Rysy na solidarności polsko-ukraińskiej. Jest specjalny raport

Choć masowo pomagamy Ukraińcom, zdarzają się też przypadki hejtu i powielania rosyjskiej propagandy. Właśnie ukazał się pierwszy obszerny raport na ich temat.

Publikacja: 10.04.2022 21:00

Janusz Korwin-Mikke zasłynął ze swojego wywiadu, w którym powiedział, że „Mariupol to oczywista ukra

Janusz Korwin-Mikke zasłynął ze swojego wywiadu, w którym powiedział, że „Mariupol to oczywista ukraińska ustawka”.

Foto: Fotorzepa/ Marian Zubrzycki

„Aktor Zełenski nie chciał zostawić na lodzie kolegów z branży.
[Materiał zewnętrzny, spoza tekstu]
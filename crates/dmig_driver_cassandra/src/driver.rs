use dmig_core::chrono::{TimeZone, Utc};
use dmig_core::{ConfigMap, CoreError, Driver, Record, RecordStream, Value};
use scylla::frame::response::result::CqlValue;
use scylla::query::Query;
use scylla::retry_policy::DefaultRetryPolicy;
use scylla::statement::Consistency;
use scylla::transport::Compression;
use scylla::{ExecutionProfile, Session, SessionBuilder};
use std::any::Any;
use std::sync::Arc;
use std::thread;
use tokio::runtime::{Handle, Runtime};

/// Consistency levels this driver accepts in its configuration.
const CONSISTENCY_NAMES: &str = "Any, One, LocalOne, LocalQuorum, Quorum, All";

/// Map a configured consistency name onto the wire enum.
pub fn consistency_from_name(name: &str) -> Option<Consistency> {
    match name {
        "Any" => Some(Consistency::Any),
        "One" => Some(Consistency::One),
        "LocalOne" => Some(Consistency::LocalOne),
        "LocalQuorum" => Some(Consistency::LocalQuorum),
        "Quorum" => Some(Consistency::Quorum),
        "All" => Some(Consistency::All),
        _ => None,
    }
}

/// Cassandra/CQL driver.
///
/// The cluster session is token-aware, compresses frames with LZ4, retries
/// through the driver's default policy, and pins the configured consistency
/// level. The async client lives behind a driver-owned runtime so the
/// pipeline stays synchronous.
#[derive(Default)]
pub struct CassandraDriver {
    state: Option<CassandraState>,
}

struct CassandraState {
    runtime: Runtime,
    session: Arc<Session>,
    consistency: Consistency,
}

#[derive(Debug)]
struct CassandraConfig {
    nodes: Vec<String>,
    keyspace: String,
    consistency: Consistency,
    credentials: Option<(String, String)>,
}

fn extract_config(config: &ConfigMap) -> Result<CassandraConfig, CoreError> {
    let nodes: Vec<String> = config
        .require_str("clusterList")?
        .split(',')
        .map(|node| node.trim().to_string())
        .filter(|node| !node.is_empty())
        .collect();
    if nodes.is_empty() {
        return Err(CoreError::missing_key("clusterList"));
    }

    let consistency_name = config.require_str("consistency")?;
    let consistency =
        consistency_from_name(consistency_name).ok_or_else(|| CoreError::BadConfigType {
            key: "consistency".to_string(),
            expected: CONSISTENCY_NAMES,
            actual: "text",
        })?;

    let credentials = match config.get_map("credentials")? {
        Some(block) => {
            let username = block
                .get("username")
                .and_then(Value::as_str)
                .ok_or_else(|| CoreError::missing_key("credentials.username"))?;
            let password = block
                .get("password")
                .and_then(Value::as_str)
                .ok_or_else(|| CoreError::missing_key("credentials.password"))?;
            Some((username.to_string(), password.to_string()))
        }
        None => None,
    };

    Ok(CassandraConfig {
        nodes,
        keyspace: config.require_str("keyspace")?.to_string(),
        consistency,
        credentials,
    })
}

/// Convert one CQL cell to the pipeline value type, keeping native typing
/// where the pipeline has a counterpart.
fn cql_to_value(value: &CqlValue) -> Value {
    match value {
        CqlValue::Empty => Value::Null,
        CqlValue::Ascii(s) | CqlValue::Text(s) => Value::Text(s.clone()),
        CqlValue::Boolean(b) => Value::Bool(*b),
        CqlValue::TinyInt(i) => Value::Int(*i as i64),
        CqlValue::SmallInt(i) => Value::Int(*i as i64),
        CqlValue::Int(i) => Value::Int(*i as i64),
        CqlValue::BigInt(i) => Value::Int(*i),
        CqlValue::Counter(c) => Value::Int(c.0),
        CqlValue::Float(f) => Value::Float(*f as f64),
        CqlValue::Double(d) => Value::Float(*d),
        CqlValue::Blob(bytes) => Value::Bytes(bytes.clone()),
        CqlValue::Uuid(u) => Value::Text(u.to_string()),
        CqlValue::Timeuuid(u) => Value::Text(u.to_string()),
        CqlValue::Inet(addr) => Value::Text(addr.to_string()),
        CqlValue::Timestamp(ts) => match Utc.timestamp_millis_opt(ts.0).single() {
            Some(dt) => Value::DateTime(dt),
            None => Value::Text(ts.0.to_string()),
        },
        CqlValue::List(items) | CqlValue::Set(items) => {
            Value::List(items.iter().map(cql_to_value).collect())
        }
        CqlValue::Tuple(items) => Value::List(
            items
                .iter()
                .map(|item| item.as_ref().map(cql_to_value).unwrap_or(Value::Null))
                .collect(),
        ),
        CqlValue::Map(entries) => Value::Map(
            entries
                .iter()
                .map(|(k, v)| (cql_to_value(k).to_display_string(), cql_to_value(v)))
                .collect(),
        ),
        other => Value::Text(format!("{:?}", other)),
    }
}

impl CassandraDriver {
    pub fn new() -> Self {
        Self::default()
    }

    fn state(&self) -> Result<&CassandraState, CoreError> {
        self.state.as_ref().ok_or(CoreError::NotConfigured("cassandra"))
    }

    fn statement(&self, query: &str) -> Result<Query, CoreError> {
        let mut statement = Query::new(query.to_string());
        statement.set_consistency(self.state()?.consistency);
        Ok(statement)
    }
}

impl Driver for CassandraDriver {
    fn configure(&mut self, config: &ConfigMap) -> Result<(), CoreError> {
        let cfg = extract_config(config)?;

        let runtime = tokio::runtime::Builder::new_multi_thread()
            .worker_threads(1)
            .enable_all()
            .build()
            .map_err(|e| CoreError::connect(e.to_string()))?;

        log::debug!(
            "cassandra driver connecting to {:?} keyspace {}",
            cfg.nodes,
            cfg.keyspace
        );

        let profile = ExecutionProfile::builder()
            .consistency(cfg.consistency)
            .retry_policy(Box::new(DefaultRetryPolicy::new()))
            .build();

        let session = runtime.block_on(async {
            let mut builder = SessionBuilder::new()
                .known_nodes(&cfg.nodes)
                .compression(Some(Compression::Lz4))
                .default_execution_profile_handle(profile.into_handle())
                .use_keyspace(&cfg.keyspace, false);

            if let Some((username, password)) = &cfg.credentials {
                builder = builder.user(username, password);
            }

            builder.build().await
        });

        let session = session.map_err(|e| CoreError::connect(e.to_string()))?;

        self.state = Some(CassandraState {
            runtime,
            session: Arc::new(session),
            consistency: cfg.consistency,
        });
        Ok(())
    }

    fn stream_out(&mut self, query: &str, args: &[String]) -> Result<RecordStream, CoreError> {
        let statement = self.statement(query)?;
        let state = self.state()?;
        let session = state.session.clone();
        let handle: Handle = state.runtime.handle().clone();
        let args: Vec<String> = args.to_vec();

        let (producer, stream) = RecordStream::bounded();

        thread::spawn(move || {
            let result = handle.block_on(session.query(statement, args.as_slice()));

            let result = match result {
                Ok(result) => result,
                Err(e) => {
                    producer.fail(CoreError::source_read(e.to_string()));
                    return;
                }
            };

            let columns: Vec<String> = result
                .col_specs
                .iter()
                .map(|spec| spec.name.clone())
                .collect();

            for row in result.rows.unwrap_or_default() {
                let mut record = Record::new();
                for (column, cell) in columns.iter().zip(row.columns.iter()) {
                    let value = cell.as_ref().map(cql_to_value).unwrap_or(Value::Null);
                    record.set(column.clone(), value);
                }

                if !producer.send(record) {
                    log::debug!("cassandra row stream detached early");
                    return;
                }
            }
        });

        Ok(stream)
    }

    fn write_in(&mut self, query: &str, args: &[String], _record: &Record) -> Result<(), CoreError> {
        let statement = self.statement(query)?;
        let state = self.state()?;
        let session = state.session.clone();

        state
            .runtime
            .block_on(session.query(statement, args))
            .map(|_| ())
            .map_err(|e| CoreError::destination_write(e.to_string()))
    }

    fn has_out_query(&self) -> bool {
        true
    }

    fn has_in_query(&self) -> bool {
        true
    }

    fn has_count_query(&self) -> bool {
        true
    }

    fn as_any(&self) -> &dyn Any {
        self
    }
}

#[cfg(test)]
mod tests {
    use super::*;
    use scylla::frame::value::{Counter, CqlTimestamp};

    #[test]
    fn consistency_lookup_covers_the_supported_levels() {
        for name in ["Any", "One", "LocalOne", "LocalQuorum", "Quorum", "All"] {
            assert!(consistency_from_name(name).is_some(), "{name}");
        }
        assert!(consistency_from_name("EachQuorum").is_none());
        assert!(consistency_from_name("quorum").is_none());
    }

    fn base_config() -> ConfigMap {
        let mut config = ConfigMap::new();
        config.insert("clusterList", "n1.example.com, n2.example.com");
        config.insert("keyspace", "migrations");
        config.insert("consistency", "LocalQuorum");
        config
    }

    #[test]
    fn cluster_list_splits_and_trims() {
        let cfg = extract_config(&base_config()).unwrap();
        assert_eq!(cfg.nodes, vec!["n1.example.com", "n2.example.com"]);
        assert_eq!(cfg.keyspace, "migrations");
        assert_eq!(cfg.consistency, Consistency::LocalQuorum);
        assert!(cfg.credentials.is_none());
    }

    #[test]
    fn unknown_consistency_is_rejected() {
        let mut config = base_config();
        config.insert("consistency", "Eventually");
        let err = extract_config(&config).unwrap_err();
        assert!(matches!(err, CoreError::BadConfigType { key, .. } if key == "consistency"));
    }

    #[test]
    fn credentials_require_both_halves() {
        let mut config = base_config();
        config.insert(
            "credentials",
            Value::Map(
                [("username".to_string(), Value::from("cass"))]
                    .into_iter()
                    .collect(),
            ),
        );
        let err = extract_config(&config).unwrap_err();
        assert!(
            matches!(err, CoreError::MissingConfigKey { key } if key == "credentials.password")
        );
    }

    #[test]
    fn cql_cells_keep_native_types() {
        assert_eq!(cql_to_value(&CqlValue::Boolean(true)), Value::Bool(true));
        assert_eq!(cql_to_value(&CqlValue::BigInt(9)), Value::Int(9));
        assert_eq!(cql_to_value(&CqlValue::Counter(Counter(3))), Value::Int(3));
        assert_eq!(
            cql_to_value(&CqlValue::Text("cql".into())),
            Value::Text("cql".into())
        );
        assert_eq!(
            cql_to_value(&CqlValue::Blob(vec![1, 2, 3])),
            Value::Bytes(vec![1, 2, 3])
        );

        match cql_to_value(&CqlValue::Timestamp(CqlTimestamp(0))) {
            Value::DateTime(dt) => assert_eq!(dt.timestamp(), 0),
            other => panic!("expected datetime, got {other:?}"),
        }
    }

    #[test]
    fn collections_map_to_lists_and_maps() {
        let list = CqlValue::List(vec![CqlValue::Int(1), CqlValue::Int(2)]);
        assert_eq!(
            cql_to_value(&list),
            Value::List(vec![Value::Int(1), Value::Int(2)])
        );

        let map = CqlValue::Map(vec![(CqlValue::Text("k".into()), CqlValue::Int(7))]);
        let converted = cql_to_value(&map);
        assert_eq!(converted.as_map().unwrap()["k"], Value::Int(7));
    }
}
Po zostaniu prezydentem załatwił im role życia z widownią liczoną w miliardach… pozwolił im grać trupy leżące na ulicach” – taki wpis, sugerujący, że zbrodnie na Ukrainie, to ustawka, opublikował na Twitterze Jakub Grygowski, członek Rady Krajowej i pełnomocnik partii KORWiN w Wielkiej Brytanii.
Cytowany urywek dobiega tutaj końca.